Design Consideration and Preparation of Bifunctional Small Molecules for Targeting and Modulating Metal-Aβ Species

In order to elucidate the mechanisms of metal-induced Aβ aggregation and neurotoxicity in AD, chemical tools that can specifically target and regulate metal-Aβ species are needed. We have designed bifunctional chemical reagents that contain a metal binding site in the structure of Aβ interaction molecules.^33,34,37-39 In particular, we have focused on the incorporation of a metal chelation moiety into the stilbene framework (Aβ imaging agent) for bifunctionality (metal chelation and Aβ interaction) (Figure 1).

Recently, we reported that L1-b, in which two nitrogen donor atoms were introduced into the stilbene scaffold for metal binding (Figure 1), exhibited bifunctionality and its ability to modulate Cu²⁺-induced Aβ events such as aggregation and neurotoxicity in vitro and in living cells.³⁷ Moreover, amine derivatives of L1-a and L1-b have been prepared for this purpose indicating promising applications in biological systems.³⁸ From this and other studies, the dimethylamino functionality in the small molecules has been suggested to be an important structural moiety for Aβ interaction.^38,59,60 In order to understand the structure-interaction-reactivity relationship, L1-a (that does not have a dimethylamino group) was studied along with L1-b (vide infra). The compounds L1-a (commercially available) and L1-b can be synthesized in high yield (> 90%) through Schiff base condensation of an aldehyde and primary amine following previously established methods.^37,61

Metal Binding Properties of L1-a and L1-b

Following our rational structure-based design principle, two nitrogen atom donors were introduced into the stilbene framework to generate a metal chelation site (Figure 1). In order to elucidate metal binding properties of our compounds, the reactions of the compounds with metal chloride salts in solution were evaluated using UV-vis and the metal complexes [Zn(L1-a)Cl₂] and [Zn(L1-b)Cl₂] were isolated and characterized by X-ray crystallography. First, metal coordination was observed by the shifts in the optical bands of our compounds upon addition of CuCl₂ or ZnCl₂ in EtOH (Table 1 and Figure S1). Modest changes in the absorption spectra were shown for L1-a with 1 equivalent of CuCl₂ or ZnCl₂ whereas both metal chloride salts caused noticeable changes in the spectra of L1-b. The ligand L1-b interacted with Cu²⁺ based on the new absorption bands at ca. 450 nm. The observed peaks from 470 – 480 nm that grew in upon the addition of ZnCl₂ indicated that L1-b could bind to Zn²⁺ as well. Furthermore, L1-b having the dimethylamino group presented more apparent changes in the optical spectra in the presence of metal chloride salts, compared to L1-a (Table 1 and Figure S1). The optical features, indicative of the Zn²⁺-L1-a or Zn²⁺-L1-b interaction, was also shown in the solution of isolated metal complexes [Zn(L1-a)Cl₂] or [Zn(L1-b)Cl₂] (Figure 2, vide infra) in CH₃CN (Table 1 and Figure S1).

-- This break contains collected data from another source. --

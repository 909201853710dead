// Copyright 2020-2022 IOTA Stiftung
// SPDX-License-Identifier: Apache-2.0

//! # Lazy Snapshot Algorithm software transactional memory
//!
//! This crate implements the core runtime of a word-based software transactional memory
//! engine following the Lazy Snapshot Algorithm (LSA) with 64-bit version locks: concurrent
//! threads run blocks of memory reads and writes as speculative transactions that either
//! atomically commit or abort with no observable effect, using optimistic concurrency
//! control and read-set validation against a global logical clock.
//!
//! The engine is deliberately narrow. Out of scope: the bytecode instrumentation that would
//! rewrite a hosted language's field accesses into calls against [`TransactionContext`]; the
//! workload/benchmark harness built on top of it; anything about how a concrete "object" is
//! laid out in memory beyond the minimal [`TObject`] shape this crate needs to operate on.
//! What's in scope is everything correctness-critical: the versioned lock table, the
//! read/write sets, and the begin/read/write/validate/extend/commit/rollback protocol that
//! ties them together.
#![allow(clippy::type_complexity)]

mod access;
pub mod clock;
pub mod config;
pub mod context;
pub mod error;
pub mod hint;
pub mod lock_table;
pub mod object;
pub mod retry;
pub mod runtime;
pub mod word;

pub use clock::GlobalClock;
pub use config::Config;
pub use context::{TransactionContext, TxState};
pub use error::TxError;
pub use hint::{BlockId, ReadOnlyHintTable};
pub use lock_table::LockTable;
pub use object::{FieldOffset, TObject};
pub use retry::atomically;
pub use runtime::Runtime;
pub use word::{ObjectRef, TxWord, TypeTag};
// Copyright 2020-2022 IOTA Stiftung
// SPDX-License-Identifier: Apache-2.0

use thiserror::Error as DeriveError;

/// The internal abort taxonomy of the engine.
///
/// Every variant is a non-fatal abort: the transaction's effects are discarded and the
/// caller is expected to retry from `begin`. The variant only matters for instrumentation
/// and for deciding whether the read-only hint table needs to flip.
#[derive(Debug, Clone, Copy, PartialEq, Eq, DeriveError)]
pub enum TxError {
    /// A read or write observed a slot owned by another thread.
    #[error("slot is locked by another thread")]
    LockedByOther,

    /// A read saw a version beyond `endTime` and `extend()` failed to validate.
    #[error("snapshot extension failed validation")]
    ExtendFailure,

    /// A write found a newer committed version than the snapshot on a location already
    /// present in the read set.
    #[error("write observed a newer version of a location already in the read set")]
    WriteAfterReadFailure,

    /// The first write in a transaction that began under the read-only-hint optimization.
    #[error("first write under a read-only hint")]
    ReadOnlyHintFailure,

    /// Commit-time read-set revalidation failed.
    #[error("commit-time validation failed")]
    ValidationFailure,
}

Thus, UV-vis studies described above suggest metal binding of L1-a and L1-b in solution. Additionally, the investigation for the metal selectivity of L1-b using UV-vis indicated that this ligand was relatively selective for Cu²⁺ over other metal ions such as Mg²⁺, Ca²⁺, Mn²⁺, Fe²⁺, Fe³⁺, Co²⁺, Ni²⁺, and Zn²⁺ in EtOH (Figure S2; [L1-b] = 40 μM, [M^2+/3+] = 40 μM, at room temperature). Due to the limited stability of these imine compounds in aqueous solutions,⁶² further metal binding properties such as pH-variable solution speciation^36,38 were not studied.

Table 1.

Summary of Optical Results^a

	Spectral Properties (nm)
Compound	Unboundb	CuCl2b	ZnCl2b	Crystalsc
L1-a	280, 323	297	283, 325	[Zn(L1-a)Cl2] 235, 241, 328, 341
L1-b	316, 396	318, 445	403, 484 408,d 473d	[Zn(L1-b)Cl2] 277, 475

^aThe optical spectra are depicted in Figure S1.

^bMeasurements were performed in EtOH at room temperature following 10 min incubation. Ratio of metal to ligand was 1:1 unless otherwise noted.

^cOptical data were obtained in CH₃CN.

^d[ZnCl₂]/[L1-b] = 10:1.

Figure 2.

ORTEP diagrams of [Zn(L1-a)Cl₂] (left) and [Zn(L1-b)Cl₂] (right) showing 50% probability thermal ellipsoids. X-ray crystallographic data are summarized in Table S1.

To further understand the metal binding properties, X-ray quality single crystals of the metal complexes [Zn(L1-a)Cl₂] and [Zn(L1-b)Cl₂] (Figure 2) were grown by slow diffusion of Et₂O into a solution of ligand and ZnCl₂ (1:1) in CH₃CN. Crystallographic data and selected bond lengths and angles are summarized in Tables S1 and 2, respectively. As depicted in Figure 2, the structures present that two nitrogen atoms of the ligands are responsible for metal chelation. The overall conformation of the imine ligands L1-a and L1-b of the Zn complexes exhibited planarity in the solid state, with distorted tetrahedral geometry around the metal center. The bond lengths and angles for the Zn complexes did not vary significantly depending on the presence of the dimethylamino group; however, the slight difference in bond angles and the Zn-N1 bond length between [Zn(L1-a)Cl₂] and [Zn(L1-b)Cl₂] was indicated (Table 2; e.g., Zn-N1 (Å) = 2.060(2) versus 2.0446(17), respectively). A Zn²⁺ complex with a structure similar to L1-b where the dimethylamino group is substituted with an iodine atom has been reported.⁶³ The molecule binds to ZnCl₂ in a 1:1 ratio to form a slightly distorted tetrahedral metal center with bond lengths and angles that are similar to those of [Zn(L1-a)Cl₂] and [Zn(L1-b)Cl₂]. This suggests that neither an electron withdrawing nor electron donating substituent in the para position of the phenyl ring significantly alters bond lengths or angles. Overall, X-ray crystal structure determination confirmed metal chelation by L1-a and L1-b via two nitrogen donor atoms.

Table 2.

Selected Bond Lengths (Å) and Angles (deg).^a

	[Zn(L1-a)Cl2]	[Zn(L1-b)Cl2]
Zn1-N1	2.060(2)	2.0446(17)
Zn1-N2	2.081(2)	2.0828(18)
Zn1-Cl1	2.2280(6)	2.2162(8)
Zn1-Cl2	2.1998(6)	2.2056(8)
N1-Zn1-N2	81.20(8)	82.24(7)
N1-Zn1-Cl1	107.72(6)	110.16(6)
N1-Zn1-Cl2	119.14(6)	117.42(6)
N2-Zn1-Cl1	111.40(6)	110.06(5)
N2-Zn1-Cl2	117.10(6)	120.03(6)
Cl1-Zn1-Cl2	115.48(2)	113.18(2)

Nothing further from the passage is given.